*** Source material ***

// SPDX-License-Identifier: CEPL-1.0
//! Host to device transfers through staging buffers, plus the buffer and
//! image allocation helpers everything else builds on.

use crate::error::RenderError;
use crate::unwind::Unwind;
use anyhow::{Context, Result};
use ash::{vk, Device};
use tracing::debug;
use waku_render::TextureData;

pub const TEXTURE_FORMAT: vk::Format = vk::Format::R8G8B8A8_SRGB;

#[derive(Clone, Copy, Debug)]
pub struct GpuBuffer {
    pub buffer: vk::Buffer,
    pub memory: vk::DeviceMemory,
    /// Payload size. The allocation may be larger.
    pub size: vk::DeviceSize,
}

impl GpuBuffer {
    pub unsafe fn destroy(&self, device: &Device) {
        unsafe {
            device.destroy_buffer(self.buffer, None);
            device.free_memory(self.memory, None);
        }
    }
}

#[derive(Clone, Copy, Debug)]
pub struct GpuImage {
    pub image: vk::Image,
    pub memory: vk::DeviceMemory,
    pub view: vk::ImageView,
}

impl GpuImage {
    pub unsafe fn destroy(&self, device: &Device) {
        unsafe {
            device.destroy_image_view(self.view, None);
            device.destroy_image(self.image, None);
            device.free_memory(self.memory, None);
        }
    }
}

pub fn find_memory_type(
    props: &vk::PhysicalDeviceMemoryProperties,
    type_bits: u32,
    flags: vk::MemoryPropertyFlags,
) -> Result<u32> {
    (0..props.memory_type_count)
        .find(|&i| {
            (type_bits & (1 << i)) != 0
                && props.memory_types[i as usize].property_flags.contains(flags)
        })
        .ok_or_else(|| RenderError::NoMemoryType { type_bits, flags }.into())
}

/// Access and stage masks for one image layout change.
#[derive(Clone, Copy, Debug, PartialEq, Eq)]
pub struct LayoutTransition {
    pub src_access: vk::AccessFlags,
    pub dst_access: vk::AccessFlags,
    pub src_stage: vk::PipelineStageFlags,
    pub dst_stage: vk::PipelineStageFlags,
}

/// The two transitions a texture upload needs. Anything else is a bug in
/// the caller and is reported as [`RenderError::UnsupportedLayoutTransition`].
pub fn transition_masks(
    from: vk::ImageLayout,
    to: vk::ImageLayout,
) -> Result<LayoutTransition, RenderError> {
    use vk::ImageLayout as L;
    match (from, to) {
        (L::UNDEFINED, L::TRANSFER_DST_OPTIMAL) => Ok(LayoutTransition {
            src_access: vk::AccessFlags::empty(),
            dst_access: vk::AccessFlags::TRANSFER_WRITE,
            src_stage: vk::PipelineStageFlags::TOP_OF_PIPE,
            dst_stage: vk::PipelineStageFlags::TRANSFER,
        }),
        (L::TRANSFER_DST_OPTIMAL, L::SHADER_READ_ONLY_OPTIMAL) => Ok(LayoutTransition {
            src_access: vk::AccessFlags::TRANSFER_WRITE,
            dst_access: vk::AccessFlags::SHADER_READ,
            src_stage: vk::PipelineStageFlags::TRANSFER,
            dst_stage: vk::PipelineStageFlags::FRAGMENT_SHADER,
        }),
        _ => Err(RenderError::UnsupportedLayoutTransition { from, to }),
    }
}
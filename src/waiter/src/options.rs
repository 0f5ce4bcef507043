// Copyright 2025 Google LLC
//
// Licensed under the Apache License, Version 2.0 (the "License");
// you may not use this file except in compliance with the License.
// You may obtain a copy of the License at
//
//     https://www.apache.org/licenses/LICENSE-2.0
//
// Unless required by applicable law or agreed to in writing, software
// distributed under the License is distributed on an "AS IS" BASIS,
// WITHOUT WARRANTIES OR CONDITIONS OF ANY KIND, either express or implied.
// See the License for the specific language governing permissions and
// limitations under the License.

//! Configuration for waits.

use gax::error::Error;
use gax::exponential_backoff::ExponentialBackoffBuilder;
use gax::polling_backoff_policy::{PollingBackoffPolicy, PollingBackoffPolicyArg};
use std::sync::Arc;
use std::time::Duration;

/// The default upper bound for the delay between two polls.
pub const DEFAULT_MAX_INTERVAL: Duration = Duration::from_secs(30);

/// The default upper bound for the total time spent waiting.
pub const DEFAULT_MAX_WAIT: Duration = Duration::from_secs(1200);

/// The delay before the second poll, unless `max_interval` is smaller.
const INITIAL_INTERVAL: Duration = Duration::from_secs(1);

/// The growth factor for the delay between polls.
const SCALING: f64 = 2.0;

/// Configures how long and how often a wait polls the resource.
///
/// The defaults are to poll for up to 20 minutes, with the delay between polls
/// starting at one second, doubling after every poll, and never exceeding 30
/// seconds.
///
/// # Example
/// ```
/// # use blockstorage_waiter::WaiterOptions;
/// use std::time::Duration;
/// let options = WaiterOptions::default()
///     .with_max_interval(Duration::from_secs(10))
///     .with_max_wait(Duration::from_secs(600));
/// assert_eq!(options.max_interval(), Duration::from_secs(10));
/// assert_eq!(options.max_wait(), Duration::from_secs(600));
/// ```
#[derive(Clone, Debug, Default)]
pub struct WaiterOptions {
    max_interval: Option<Duration>,
    max_wait: Option<Duration>,
    polling_backoff_policy: Option<Arc<dyn PollingBackoffPolicy>>,
}

impl WaiterOptions {
    /// Sets the maximum delay between two polls.
    pub fn with_max_interval<V: Into<Duration>>(mut self, v: V) -> Self {
        self.max_interval = Some(v.into());
        self
    }

    /// Sets the maximum time spent waiting.
    ///
    /// The wait always polls at least once. A zero value results in exactly
    /// one poll.
    pub fn with_max_wait<V: Into<Duration>>(mut self, v: V) -> Self {
        self.max_wait = Some(v.into());
        self
    }

    /// Replaces the default backoff between polls.
    ///
    /// The delays returned by the policy are still capped by
    /// [max_interval][WaiterOptions::max_interval].
    pub fn with_polling_backoff_policy<V: Into<PollingBackoffPolicyArg>>(mut self, v: V) -> Self {
        self.polling_backoff_policy = Some(v.into().into());
        self
    }

    /// The maximum delay between two polls.
    pub fn max_interval(&self) -> Duration {
        self.max_interval.unwrap_or(DEFAULT_MAX_INTERVAL)
    }

    /// The maximum time spent waiting.
    pub fn max_wait(&self) -> Duration {
        self.max_wait.unwrap_or(DEFAULT_MAX_WAIT)
    }

    /// Verifies the options can be used in a wait.
    ///
    /// # Example
    /// ```
    /// # use blockstorage_waiter::WaiterOptions;
    /// use std::time::Duration;
    /// let options = WaiterOptions::default().with_max_interval(Duration::ZERO);
    /// assert!(options.validate().is_err());
    /// ```
    pub fn validate(&self) -> gax::Result<()> {
        self.polling_backoff_policy().map(|_| ())
    }

    /// Returns the configured backoff policy, or creates the default one.
    pub(crate) fn polling_backoff_policy(&self) -> gax::Result<Arc<dyn PollingBackoffPolicy>> {
        let max_interval = self.max_interval();
        if max_interval.is_zero() {
            return Err(Error::binding(OptionsError::ZeroMaxInterval));
        }
        if let Some(policy) = &self.polling_backoff_policy {
            return Ok(policy.clone());
        }
        let policy = ExponentialBackoffBuilder::new()
            .with_initial_delay(std::cmp::min(INITIAL_INTERVAL, max_interval))
            .with_maximum_delay(max_interval)
            .with_scaling(SCALING)
            .build()
            .map_err(Error::binding)?;
        Ok(Arc::new(policy))
    }
}

/// An error in the wait configuration.
#[derive(thiserror::Error, Debug, PartialEq)]
#[non_exhaustive]
pub enum OptionsError {
    #[error("the maximum interval between polls must be greater than zero")]
    ZeroMaxInterval,
}

#[cfg(test)]
mod tests {
    use super::*;
    use std::time::Instant;

    #[derive(Debug)]
    struct Fixed(Duration);
    impl PollingBackoffPolicy for Fixed {
        fn wait_period(&self, _loop_start: Instant, _attempt_count: u32) -> Duration {
            self.0
        }
    }

    #[test]
    fn defaults() -> anyhow::Result<()> {
        let options = WaiterOptions::default();
        assert_eq!(options.max_interval(), Duration::from_secs(30));
        assert_eq!(options.max_wait(), Duration::from_secs(1200));
        options.validate()?;

        let policy = options.polling_backoff_policy()?;
        let now = Instant::now();
        let got = (1..=7)
            .map(|attempt| policy.wait_period(now, attempt))
            .collect::<Vec<_>>();
        let want = [1, 2, 4, 8, 16, 30, 30].map(Duration::from_secs).to_vec();
        assert_eq!(got, want);
        Ok(())
    }

    #[test]
    fn setters() {
        let options = WaiterOptions::default()
            .with_max_interval(Duration::from_secs(5))
            .with_max_wait(Duration::ZERO);
        assert_eq!(options.max_interval(), Duration::from_secs(5));
        assert_eq!(options.max_wait(), Duration::ZERO);
        assert!(options.validate().is_ok(), "{options:?}");
    }

    #[test]
    fn small_max_interval() -> anyhow::Result<()> {
        let options = WaiterOptions::default().with_max_interval(Duration::from_millis(250));
        let policy = options.polling_backoff_policy()?;
        let now = Instant::now();
        assert_eq!(policy.wait_period(now, 1), Duration::from_millis(250));
        assert_eq!(policy.wait_period(now, 5), Duration::from_millis(250));
        Ok(())
    }

    #[test]
    fn zero_max_interval() {
        let options = WaiterOptions::default().with_max_interval(Duration::ZERO);
        let got = options.validate();
        assert!(matches!(got, Err(ref e) if e.is_binding()), "{got:?}");
        let inner = got.as_ref().err().and_then(|e| e.as_inner::<OptionsError>());
        assert_eq!(inner, Some(&OptionsError::ZeroMaxInterval));
    }

    #[test]
    fn custom_policy() -> anyhow::Result<()> {
        let options =
            WaiterOptions::default().with_polling_backoff_policy(Fixed(Duration::from_secs(7)));
        let policy = options.polling_backoff_policy()?;
        assert_eq!(policy.wait_period(Instant::now(), 3), Duration::from_secs(7));

        let options = options.with_max_interval(Duration::ZERO);
        assert!(options.validate().is_err(), "{options:?}");
        Ok(())
    }
}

*** End of Source material ***

▶ [Exercise] Across the data above, how many lines contain the string "None"? Reply with the number and nothing else.

▶ [Expected answer] 5